By Anonymous - [1] [2], Public Domain, https://commons.wikimedia.org/w/index.php?curid=8432534

1843-1928

Vol IV

Pg 246

Sir David Ferrier

By Anonymous - [1] [2], Public Domain, https://commons.wikimedia.org/w/index.php?curid=8432534

1843-1928

Vol IV

Pg 246

b.13 January 1843 d.19 March 1928

MA Aberd(1863) MB Edin(1868) MD Hon ScD Cantab Hon LLD Birm FRS FRCP(1877) FRCPI

David Ferrier was born at Woodside, near Aberdeen, the second son of David Ferrier, by his wife Hannah, daughter of Alexander Bell of Brechin. He was educated at Aberdeen Grammar School and University and took first-class honours in classics and philosophy when he graduated as M.A. in 1863. In 1864 he went to Heidelberg to study psychology and a year later entered Edinburgh University as a medical student. On graduating as M.B. in 1868, he engaged in general practice at Bury St. Edmunds for two years. Realising that this was not his metier, he accepted the appointment of lecturer on physiology at the Middlesex Hospital in 1870 and, after a year there, became demonstrator of physiology at King’s College. In 1872 he succeeded to the chair of forensic medicine at King’s and in 1874 was elected assistant physician to King’s College Hospital. He became physician with charge of outpatients in 1881 and full physician in 1890, a year after being appointed to the chair of neuropathology specially created for him. Ferrier also held an early appointment at the West London Hospital and after 1880 was one of a distinguished staff of physicians at the National Hospital for the Paralysed and Epileptic.

It was in 1873 that he began at King’s his researches on the brain which, confirming and extending the work of Fritsch and Hitzig and providing experimental confirmation of many of Hughlings Jackson’s theories, soon established him as the pioneer of cerebral localisation in England. His book The Functions of the Brain, published in 1876, was immediately accepted as opening up a new continent of research, although at this period he was bitterly attacked on account of his experiments on animals. His was the hand that first made a map of the cerebral cortex from what was largely a terra incognita, and he lived to be the doyen of English neurology.

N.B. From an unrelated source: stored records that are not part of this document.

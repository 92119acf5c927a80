use chrono::{DateTime, Utc};
use serde::Serialize;
use tokio::sync::mpsc::{self, UnboundedReceiver, UnboundedSender};

use crate::debounce::Debounce;
use crate::peer::engine::PeerSession;
use crate::peer::types::{EngineEvent, IceCandidate, RemoteStream};
use crate::transport::{InboundFrame, InboundSender};
use crate::utils::random_id;

/// Состояние сессии
#[derive(Serialize, Debug, Clone, Copy, PartialEq, Eq)]
#[serde(rename_all = "snake_case")]
pub enum SessionState {
    Idle,
    OfferReady,
    Negotiating,
    Connected,
    Closed,
}

/// Очередной вход для оркестратора
#[derive(Debug)]
pub(crate) enum SessionInput {
    Engine(EngineEvent),
    Frame(InboundFrame),
    HandshakeDue,
}

/// Одна попытка подключения. Живёт от start() до stop(), принадлежит оркестратору.
pub struct Session {
    id: String,
    started_at: DateTime<Utc>,
    state: SessionState,
    pub(crate) peer: Box<dyn PeerSession>,
    pub(crate) remote_stream: RemoteStream,

    pub(crate) answer_applied: bool,
    pub(crate) handshake_sent: bool,
    pub(crate) stream_attached: bool,
    pub(crate) gathering_complete: bool,

    pub(crate) local_candidates: Vec<IceCandidate>,
    /// Кандидаты, полученные до установки remote description
    pub(crate) pending_remote: Vec<IceCandidate>,

    pub(crate) debounce: Debounce,

    engine_rx: UnboundedReceiver<EngineEvent>,
    inbound_tx: InboundSender,
    inbound_rx: UnboundedReceiver<InboundFrame>,
    due_tx: UnboundedSender<()>,
    due_rx: UnboundedReceiver<()>,
}

impl Session {
    pub(crate) fn new(peer: Box<dyn PeerSession>, engine_rx: UnboundedReceiver<EngineEvent>) -> Self {
        let (inbound_tx, inbound_rx) = mpsc::unbounded_channel();
        let (due_tx, due_rx) = mpsc::unbounded_channel();
        Self {
            id: random_id(),
            started_at: Utc::now(),
            state: SessionState::Idle,
            peer,
            remote_stream: RemoteStream::default(),
            answer_applied: false,
            handshake_sent: false,
            stream_attached: false,
            gathering_complete: false,
            local_candidates: Vec::new(),
            pending_remote: Vec::new(),
            debounce: Debounce::new(),
            engine_rx,
            inbound_tx,
            inbound_rx,
            due_tx,
            due_rx,
        }
    }

    pub fn id(&self) -> &str {
        &self.id
    }

    pub fn started_at(&self) -> DateTime<Utc> {
        self.started_at
    }

    pub fn state(&self) -> SessionState {
        self.state
    }

    pub fn is_closed(&self) -> bool {
        self.state == SessionState::Closed
    }

    pub fn answer_applied(&self) -> bool {
        self.answer_applied
    }

    pub fn handshake_sent(&self) -> bool {
        self.handshake_sent
    }

    pub fn remote_stream(&self) -> &RemoteStream {
        &self.remote_stream
    }

    pub fn local_candidates(&self) -> &[IceCandidate] {
        &self.local_candidates
    }

    pub fn pending_remote_candidates(&self) -> &[IceCandidate] {
        &self.pending_remote
    }

    /// Возвращает предыдущее состояние, если оно изменилось
    pub(crate) fn transition(&mut self, to: SessionState) -> Option<SessionState> {
        if self.state == to {
            return None;
        }
        let from = std::mem::replace(&mut self.state, to);
        Some(from)
    }

    pub(crate) fn inbound_sender(&self) -> InboundSender {
        self.inbound_tx.clone()
    }

    pub(crate) fn due_sender(&self) -> UnboundedSender<()> {
        self.due_tx.clone()
    }

    pub(crate) async fn next_input(&mut self) -> Option<SessionInput> {
        tokio::select! {
            Some(event) = self.engine_rx.recv() => Some(SessionInput::Engine(event)),
            Some(frame) = self.inbound_rx.recv() => Some(SessionInput::Frame(frame)),
            Some(()) = self.due_rx.recv() => Some(SessionInput::HandshakeDue),
            else => None,
        }
    }
}

impl std::fmt::Debug for Session {
    fn fmt(&self, f: &mut std::fmt::Formatter<'_>) -> std::fmt::Result {
        f.debug_struct("Session")
            .field("id", &self.id)
            .field("state", &self.state)
            .field("answer_applied", &self.answer_applied)
            .field("handshake_sent", &self.handshake_sent)
            .field("local_candidates", &self.local_candidates.len())
            .field("pending_remote", &self.pending_remote.len())
            .finish()
    }
}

Among the honours received by Ferrier were the Marshall Hall prize (1883) and the Royal Medal (1890) of the Royal Society and the Cameron prize (1891) of Edinburgh University. At the Royal College of Physicians, he was Goulstonian Lecturer in 1878, Baly Medallist in 1887, Croonian Lecturer in 1890, Harveian Orator in 1902, Lumleian Lecturer in 1906, Senior Censor in 1907, and Moxon Medallist in 1912. He was knighted in 1911. Ferrier was a lover of classical literature, art, and the sea, and remained alert and dapper to the end. He married in 1874 Constance, daughter of Albert Crakell Waterlow of London and had one son and one daughter. He died in Kensington.

G H Brown

[Lancet, 1928; B.M.J., 1928; Lyle, 279; D.N.B., 1922-30,302]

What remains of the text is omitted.